Opening Statement

Andrew Zimbalist
Smith College

The financial problem with college sports today is not Title IX or its implementation guidelines. The problem is endemic waste.

DIA football does not need 85 scholarships. NFL teams have 53-man rosters. The average Division IA team has 32 walk-ons plus 85 scholarship players. If football scholarships were cut to 60, the average college would save approximately $750,000 annually, enough to finance more than two wrestling teams.

The NCAA should also seek a congressional antitrust exemption with regard to coaches' salaries. Currently, there are dozens of Division I men's basketball coaches who make $1 million or more, and there are dozens more football coaches in this category. Knock them down to $200,000 and colleges would be able to add another three to six sports. Today's stratospheric coaches' salaries are not justified economically: how can it be, for instance, that the top-paid coaches in college football and men's basketball get comparable compensation packages to each other when the average DIA football team has revenues fully three times as high as the average DIA basketball team. And, how can it be that the top dozen or two DIA football coaches get paid salaries similar to the NFL coaches, when the average NFL team has revenues more than ten times as high as the average DIA football team.

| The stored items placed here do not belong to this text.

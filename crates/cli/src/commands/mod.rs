pub mod config;
pub mod forecast;
pub mod validate;

use serde::Serialize;
use serde_json::Value;

use seasoncast_core::errors::ApplicationError;

#[derive(Debug, Clone)]
pub struct CommandResult {
    pub exit_code: u8,
    pub output: String,
}

#[derive(Debug, Serialize)]
struct CommandOutcome {
    command: String,
    status: String,
    error_class: Option<String>,
    message: String,
    #[serde(skip_serializing_if = "Option::is_none")]
    data: Option<Value>,
}

pub const EXIT_CONFIG: u8 = 2;
pub const EXIT_INGESTION: u8 = 3;
pub const EXIT_NOTHING_TO_FORECAST: u8 = 4;
pub const EXIT_RUNTIME: u8 = 5;

impl CommandResult {
    pub fn success_with(command: &str, message: impl Into<String>, data: &impl Serialize) -> Self {
        match serde_json::to_value(data) {
            Ok(value) => Self::success_with_data(command, message, value),
            Err(error) => Self::failure(command, "serialization", error.to_string(), EXIT_RUNTIME),
        }
    }

    fn success_with_data(command: &str, message: impl Into<String>, data: Value) -> Self {
        let payload = CommandOutcome {
            command: command.to_string(),
            status: "ok".to_string(),
            error_class: None,
            message: message.into(),
            data: Some(data),
        };
        Self { exit_code: 0, output: serialize_payload(payload) }
    }

    pub fn failure(
        command: &str,
        error_class: &str,
        message: impl Into<String>,
        exit_code: u8,
    ) -> Self {
        let payload = CommandOutcome {
            command: command.to_string(),
            status: "error".to_string(),
            error_class: Some(error_class.to_string()),
            message: message.into(),
            data: None,
        };
        Self { exit_code, output: serialize_payload(payload) }
    }

    pub fn from_error(command: &str, error: &ApplicationError) -> Self {
        let exit_code = match error {
            ApplicationError::Configuration(_) => EXIT_CONFIG,
            ApplicationError::Domain(_) | ApplicationError::Ingestion(_) => EXIT_INGESTION,
            ApplicationError::WorkerPool(_) => EXIT_RUNTIME,
        };
        Self::failure(command, error.error_class(), error.to_string(), exit_code)
    }
}

fn serialize_payload(payload: CommandOutcome) -> String {
    serde_json::to_string(&payload).unwrap_or_else(|error| {
        format!(
            "{{\"command\":\"unknown\",\"status\":\"error\",\"error_class\":\"serialization\",\"message\":\"{}\"}}",
            error.to_string().replace('\\', "\\\\").replace('"', "\\\"")
        )
    })
}
#[cfg(test)]
mod tests {
    use std::env;
    use std::fs;
    use std::io;
    use std::sync::{Mutex, OnceLock};

    use tempfile::TempDir;

    use super::{AppConfig, ConfigError, ConfigOverrides, LoadOptions, LogFormat};
    use crate::forecast::validation::ValidationMode;

    static ENV_LOCK: OnceLock<Mutex<()>> = OnceLock::new();

    fn env_lock() -> &'static Mutex<()> {
        ENV_LOCK.get_or_init(|| Mutex::new(()))
    }

    fn clear_vars(vars: &[&str]) {
        for var in vars {
            env::remove_var(var);
        }
    }

    fn ensure(condition: bool, message: &'static str) -> Result<(), String> {
        if condition {
            Ok(())
        } else {
            Err(message.to_string())
        }
    }

    #[test]
    fn defaults_load_without_any_file() -> Result<(), String> {
        let _guard = env_lock().lock().map_err(|_| "env lock is poisoned".to_string())?;

        let dir = TempDir::new().map_err(|err: io::Error| err.to_string())?;
        let config = AppConfig::load(LoadOptions {
            config_path: Some(dir.path().join("absent.toml")),
            ..LoadOptions::default()
        })
        .map_err(|err| format!("config load failed: {err}"))?;

        ensure(config.forecast.outlier_factor == 1.5, "default outlier factor should be 1.5")?;
        ensure(config.forecast.holt_alpha == 0.3, "default alpha should be 0.3")?;
        ensure(config.forecast.holt_beta == 0.1, "default beta should be 0.1")?;
        ensure(
            config.forecast.validation_mode == ValidationMode::Full,
            "full walk-forward validation should be the default",
        )?;
        ensure(config.forecast.progress_every == 10, "progress cadence should default to 10")?;
        ensure(
            matches!(config.logging.format, LogFormat::Compact),
            "default logging format should be compact",
        )
    }

    #[test]
    fn file_load_supports_env_interpolation() -> Result<(), String> {
        let _guard = env_lock().lock().map_err(|_| "env lock is poisoned".to_string())?;

        env::set_var("TEST_SEASONCAST_EXCLUDED", "PLACEHOLDER");

        let result = (|| -> Result<(), String> {
            let dir = TempDir::new().map_err(|err: io::Error| err.to_string())?;
            let path = dir.path().join("seasoncast.toml");
            fs::write(
                &path,
                r#"
[forecast]
excluded_family = "${TEST_SEASONCAST_EXCLUDED}"
"#,
            )
            .map_err(|err| err.to_string())?;

            let config =
                AppConfig::load(LoadOptions { config_path: Some(path), ..LoadOptions::default() })
                    .map_err(|err| format!("config load failed: {err}"))?;

            ensure(
                config.forecast.excluded_family == "PLACEHOLDER",
                "excluded family should be interpolated from environment",
            )
        })();

        clear_vars(&["TEST_SEASONCAST_EXCLUDED"]);
        result
    }

    #[test]
    fn logging_env_aliases_are_supported() -> Result<(), String> {
        let _guard = env_lock().lock().map_err(|_| "env lock is poisoned".to_string())?;

        env::set_var("SEASONCAST_LOG_LEVEL", "warn");
        env::set_var("SEASONCAST_LOG_FORMAT", "pretty");

        let result = (|| -> Result<(), String> {
            let config = AppConfig::load(LoadOptions::default())
                .map_err(|err| format!("config load failed: {err}"))?;

            ensure(config.logging.level == "warn", "warning log level should be set from env var")?;
            ensure(
                matches!(config.logging.format, LogFormat::Pretty),
                "pretty logging format should be set from env var",
            )
        })();

        clear_vars(&["SEASONCAST_LOG_LEVEL", "SEASONCAST_LOG_FORMAT"]);
        result
    }

    #[test]
    fn precedence_defaults_file_env_overrides() -> Result<(), String> {
        let _guard = env_lock().lock().map_err(|_| "env lock is poisoned".to_string())?;

        env::set_var("SEASONCAST_FORECAST_HOLT_ALPHA", "0.5");
        env::set_var("SEASONCAST_FORECAST_VALIDATION_MODE", "reduced");

        let result = (|| -> Result<(), String> {
            let dir = TempDir::new().map_err(|err: io::Error| err.to_string())?;
            let path = dir.path().join("seasoncast.toml");
            fs::write(
                &path,
                r#"
[forecast]
holt_alpha = 0.2
holt_beta = 0.25
worker_threads = 2

[plan]
store_count = 12

[logging]
level = "warn"
"#,
            )
            .map_err(|err| err.to_string())?;

            let config = AppConfig::load(LoadOptions {
                config_path: Some(path),
                overrides: ConfigOverrides {
                    log_level: Some("debug".to_string()),
                    worker_threads: Some(4),
                    ..ConfigOverrides::default()
                },
                ..LoadOptions::default()
            })
            .map_err(|err| format!("config load failed: {err}"))?;

            ensure(config.forecast.holt_alpha == 0.5, "env alpha should win over file")?;
            ensure(config.forecast.holt_beta == 0.25, "file beta should win over default")?;
            ensure(
                config.forecast.validation_mode == ValidationMode::Reduced,
                "env validation mode should be applied",
            )?;
            ensure(config.forecast.worker_threads == 4, "override worker count should win")?;
            ensure(config.plan.store_count == 12, "file store count should be applied")?;
            ensure(config.logging.level == "debug", "overridden log level should be debug")
        })();

        clear_vars(&["SEASONCAST_FORECAST_HOLT_ALPHA", "SEASONCAST_FORECAST_VALIDATION_MODE"]);
        result
    }

    #[test]
    fn validation_fails_fast_with_actionable_error() -> Result<(), String> {
        let _guard = env_lock().lock().map_err(|_| "env lock is poisoned".to_string())?;

        env::set_var("SEASONCAST_FORECAST_HOLT_BETA", "1.7");

        let result = (|| -> Result<(), String> {
            let error = match AppConfig::load(LoadOptions::default()) {
                Ok(_) => {
                    return Err("expected validation failure but config load succeeded".to_string())
                }
                Err(error) => error,
            };
            let has_message = matches!(
                error,
                ConfigError::Validation(ref message) if message.contains("forecast.holt_beta")
            );
            ensure(has_message, "validation failure should mention forecast.holt_beta")
        })();

        clear_vars(&["SEASONCAST_FORECAST_HOLT_BETA"]);
        result
    }

    #[test]
    fn malformed_env_override_is_reported_with_key() -> Result<(), String> {
        let _guard = env_lock().lock().map_err(|_| "env lock is poisoned".to_string())?;

        env::set_var("SEASONCAST_PLAN_STORE_COUNT", "many");

        let result = (|| -> Result<(), String> {
            let error = match AppConfig::load(LoadOptions::default()) {
                Ok(_) => return Err("expected env override failure".to_string()),
                Err(error) => error,
            };
            ensure(
                matches!(
                    error,
                    ConfigError::InvalidEnvOverride { ref key, .. }
                        if key == "SEASONCAST_PLAN_STORE_COUNT"
                ),
                "error should name the offending variable",
            )
        })();

        clear_vars(&["SEASONCAST_PLAN_STORE_COUNT"]);
        result
    }
}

Other savings are available to athletic programs. Colleges going to bowl games might also consider reducing the size of their traveling entourages, eliminating the practice of putting the men's basketball and football teams up at a local hotel before home games, diminishing the size of coaching staffs, cutting the length of the playing season in many sports, among other reforms.

Let me conclude with a final comment about DIA football. One often hears that gender equity is fine, but football should be taken out of the equation. That is, remove football's 85 scholarships and its operating budget before judging parity between men's and women's sports. There is no justification for such a policy. One might as well argue that women's crew should be taken out before the gender participation numbers are compared. Title IX does not state that there shall be no gender discrimination where revenue generation is equal. It simply states that there shall be no gender discrimination.

Article I of the NCAA Constitution states that college sports are based on the principle of amateurism. As such, Division I and II schools benefit mightily from not directly paying their athletes, from tax exemptions on facility bonds and from special tax treatment of UBIT income. As long as football benefits from the umbrellas of amateurism and the academy, the only rational course is to treat it the same as all sports programs for Title IX purposes.